■ **Data**
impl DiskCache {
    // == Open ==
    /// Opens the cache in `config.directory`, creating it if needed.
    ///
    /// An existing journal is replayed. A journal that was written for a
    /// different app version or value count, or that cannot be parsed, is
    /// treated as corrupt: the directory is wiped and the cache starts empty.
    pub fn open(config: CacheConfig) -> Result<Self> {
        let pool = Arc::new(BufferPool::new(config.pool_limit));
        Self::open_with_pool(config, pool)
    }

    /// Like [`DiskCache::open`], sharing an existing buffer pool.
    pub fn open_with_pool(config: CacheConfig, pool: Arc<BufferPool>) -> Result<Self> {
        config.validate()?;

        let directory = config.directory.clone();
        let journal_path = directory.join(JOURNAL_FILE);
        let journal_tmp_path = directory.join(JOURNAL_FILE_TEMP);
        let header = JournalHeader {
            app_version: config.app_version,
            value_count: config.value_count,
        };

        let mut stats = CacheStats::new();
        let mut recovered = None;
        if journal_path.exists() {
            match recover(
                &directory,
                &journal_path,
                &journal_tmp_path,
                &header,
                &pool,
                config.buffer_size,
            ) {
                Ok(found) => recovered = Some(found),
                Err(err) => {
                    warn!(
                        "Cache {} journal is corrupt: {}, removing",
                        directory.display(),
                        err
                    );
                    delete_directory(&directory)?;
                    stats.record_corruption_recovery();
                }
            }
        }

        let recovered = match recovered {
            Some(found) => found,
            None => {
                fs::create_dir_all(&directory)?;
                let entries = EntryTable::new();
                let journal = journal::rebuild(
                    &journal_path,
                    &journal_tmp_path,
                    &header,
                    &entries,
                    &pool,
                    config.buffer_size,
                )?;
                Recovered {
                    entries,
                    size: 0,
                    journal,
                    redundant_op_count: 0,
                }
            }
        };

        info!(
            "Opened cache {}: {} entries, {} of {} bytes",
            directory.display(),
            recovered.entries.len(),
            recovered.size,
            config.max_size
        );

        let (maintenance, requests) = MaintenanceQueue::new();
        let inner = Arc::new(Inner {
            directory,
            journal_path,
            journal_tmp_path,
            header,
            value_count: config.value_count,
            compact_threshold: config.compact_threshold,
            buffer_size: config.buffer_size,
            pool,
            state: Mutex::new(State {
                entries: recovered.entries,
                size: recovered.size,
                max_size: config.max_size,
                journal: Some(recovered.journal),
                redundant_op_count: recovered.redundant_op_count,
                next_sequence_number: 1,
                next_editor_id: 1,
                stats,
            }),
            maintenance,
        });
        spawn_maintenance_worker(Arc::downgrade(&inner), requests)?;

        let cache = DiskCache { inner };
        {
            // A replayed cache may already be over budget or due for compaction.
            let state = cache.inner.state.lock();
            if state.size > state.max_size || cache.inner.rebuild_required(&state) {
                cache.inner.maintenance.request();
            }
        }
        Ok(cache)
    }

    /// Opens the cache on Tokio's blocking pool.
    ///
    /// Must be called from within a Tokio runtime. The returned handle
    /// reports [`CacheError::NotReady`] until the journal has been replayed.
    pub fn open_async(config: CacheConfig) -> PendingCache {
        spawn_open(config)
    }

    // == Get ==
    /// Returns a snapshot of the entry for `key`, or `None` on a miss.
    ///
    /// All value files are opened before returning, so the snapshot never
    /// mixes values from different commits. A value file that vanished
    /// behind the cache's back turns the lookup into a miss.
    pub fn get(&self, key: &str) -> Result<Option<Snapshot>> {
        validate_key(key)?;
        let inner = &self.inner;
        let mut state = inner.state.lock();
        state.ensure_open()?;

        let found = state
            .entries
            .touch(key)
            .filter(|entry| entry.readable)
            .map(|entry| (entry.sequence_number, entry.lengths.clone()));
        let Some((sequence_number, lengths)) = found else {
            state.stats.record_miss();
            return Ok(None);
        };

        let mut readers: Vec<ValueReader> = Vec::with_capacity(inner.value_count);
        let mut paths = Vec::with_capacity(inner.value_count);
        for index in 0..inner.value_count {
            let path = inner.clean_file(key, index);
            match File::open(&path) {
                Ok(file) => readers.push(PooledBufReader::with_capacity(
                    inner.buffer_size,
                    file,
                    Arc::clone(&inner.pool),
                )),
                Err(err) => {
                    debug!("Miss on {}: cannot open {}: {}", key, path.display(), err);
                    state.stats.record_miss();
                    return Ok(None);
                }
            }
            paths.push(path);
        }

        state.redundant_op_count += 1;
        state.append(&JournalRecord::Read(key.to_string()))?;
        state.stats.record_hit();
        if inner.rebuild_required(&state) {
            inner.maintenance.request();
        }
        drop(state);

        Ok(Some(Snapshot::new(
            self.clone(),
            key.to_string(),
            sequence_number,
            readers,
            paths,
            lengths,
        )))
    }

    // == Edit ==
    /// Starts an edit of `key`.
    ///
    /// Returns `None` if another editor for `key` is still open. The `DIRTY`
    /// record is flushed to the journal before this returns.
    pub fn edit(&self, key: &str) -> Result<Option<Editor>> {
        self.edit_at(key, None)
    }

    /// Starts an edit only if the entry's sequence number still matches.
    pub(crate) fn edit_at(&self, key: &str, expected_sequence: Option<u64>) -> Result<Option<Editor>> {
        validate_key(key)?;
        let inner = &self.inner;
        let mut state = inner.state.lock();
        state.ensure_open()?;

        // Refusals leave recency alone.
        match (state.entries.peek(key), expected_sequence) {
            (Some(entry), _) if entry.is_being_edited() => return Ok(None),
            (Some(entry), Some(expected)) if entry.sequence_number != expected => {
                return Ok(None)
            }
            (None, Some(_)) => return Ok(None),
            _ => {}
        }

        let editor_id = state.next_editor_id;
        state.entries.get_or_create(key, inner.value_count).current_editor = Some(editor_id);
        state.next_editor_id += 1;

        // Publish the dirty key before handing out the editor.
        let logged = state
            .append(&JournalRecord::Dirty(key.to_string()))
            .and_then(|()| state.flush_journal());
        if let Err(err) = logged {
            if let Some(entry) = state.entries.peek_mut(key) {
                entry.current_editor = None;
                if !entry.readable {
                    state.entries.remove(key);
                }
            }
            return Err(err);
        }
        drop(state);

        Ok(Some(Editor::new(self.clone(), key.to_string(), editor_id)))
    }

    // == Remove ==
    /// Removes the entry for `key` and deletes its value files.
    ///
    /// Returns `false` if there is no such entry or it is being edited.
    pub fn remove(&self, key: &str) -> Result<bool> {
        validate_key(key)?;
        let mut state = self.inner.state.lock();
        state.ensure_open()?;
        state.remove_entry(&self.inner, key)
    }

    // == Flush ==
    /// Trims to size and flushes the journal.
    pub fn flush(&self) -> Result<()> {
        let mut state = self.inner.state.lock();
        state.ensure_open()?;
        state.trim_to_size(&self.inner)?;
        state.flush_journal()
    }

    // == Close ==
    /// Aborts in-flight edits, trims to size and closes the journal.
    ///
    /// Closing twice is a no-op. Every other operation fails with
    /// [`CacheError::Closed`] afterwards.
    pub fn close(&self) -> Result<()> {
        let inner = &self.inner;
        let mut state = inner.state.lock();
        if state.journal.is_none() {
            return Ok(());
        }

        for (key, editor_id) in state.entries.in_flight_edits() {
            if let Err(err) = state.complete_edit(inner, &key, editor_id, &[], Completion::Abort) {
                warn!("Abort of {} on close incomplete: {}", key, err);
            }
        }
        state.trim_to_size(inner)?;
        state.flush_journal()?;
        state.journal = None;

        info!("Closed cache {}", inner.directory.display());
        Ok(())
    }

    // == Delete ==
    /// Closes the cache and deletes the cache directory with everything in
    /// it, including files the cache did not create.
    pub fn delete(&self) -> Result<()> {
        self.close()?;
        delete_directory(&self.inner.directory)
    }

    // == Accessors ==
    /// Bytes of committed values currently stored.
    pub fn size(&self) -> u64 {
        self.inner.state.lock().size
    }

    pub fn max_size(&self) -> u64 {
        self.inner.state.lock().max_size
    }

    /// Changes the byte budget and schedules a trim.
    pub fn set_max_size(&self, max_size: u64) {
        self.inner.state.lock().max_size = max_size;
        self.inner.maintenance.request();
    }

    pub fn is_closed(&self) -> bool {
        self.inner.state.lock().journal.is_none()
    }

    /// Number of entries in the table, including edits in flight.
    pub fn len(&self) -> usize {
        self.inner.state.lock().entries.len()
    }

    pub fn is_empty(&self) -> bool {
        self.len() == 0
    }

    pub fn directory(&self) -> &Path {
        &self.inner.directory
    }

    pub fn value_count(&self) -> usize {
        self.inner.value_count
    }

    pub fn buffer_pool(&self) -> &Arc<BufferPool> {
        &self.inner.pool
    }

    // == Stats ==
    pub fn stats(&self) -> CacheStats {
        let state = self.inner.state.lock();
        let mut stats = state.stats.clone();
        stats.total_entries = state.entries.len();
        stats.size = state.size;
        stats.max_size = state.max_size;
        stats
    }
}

■ **Work required**
Copy out every line from the material above where the string "Option" turns up.

■ **Exercise answer**
    pub fn get(&self, key: &str) -> Result<Option<Snapshot>> {
    pub fn edit(&self, key: &str) -> Result<Option<Editor>> {
    pub(crate) fn edit_at(&self, key: &str, expected_sequence: Option<u64>) -> Result<Option<Editor>> {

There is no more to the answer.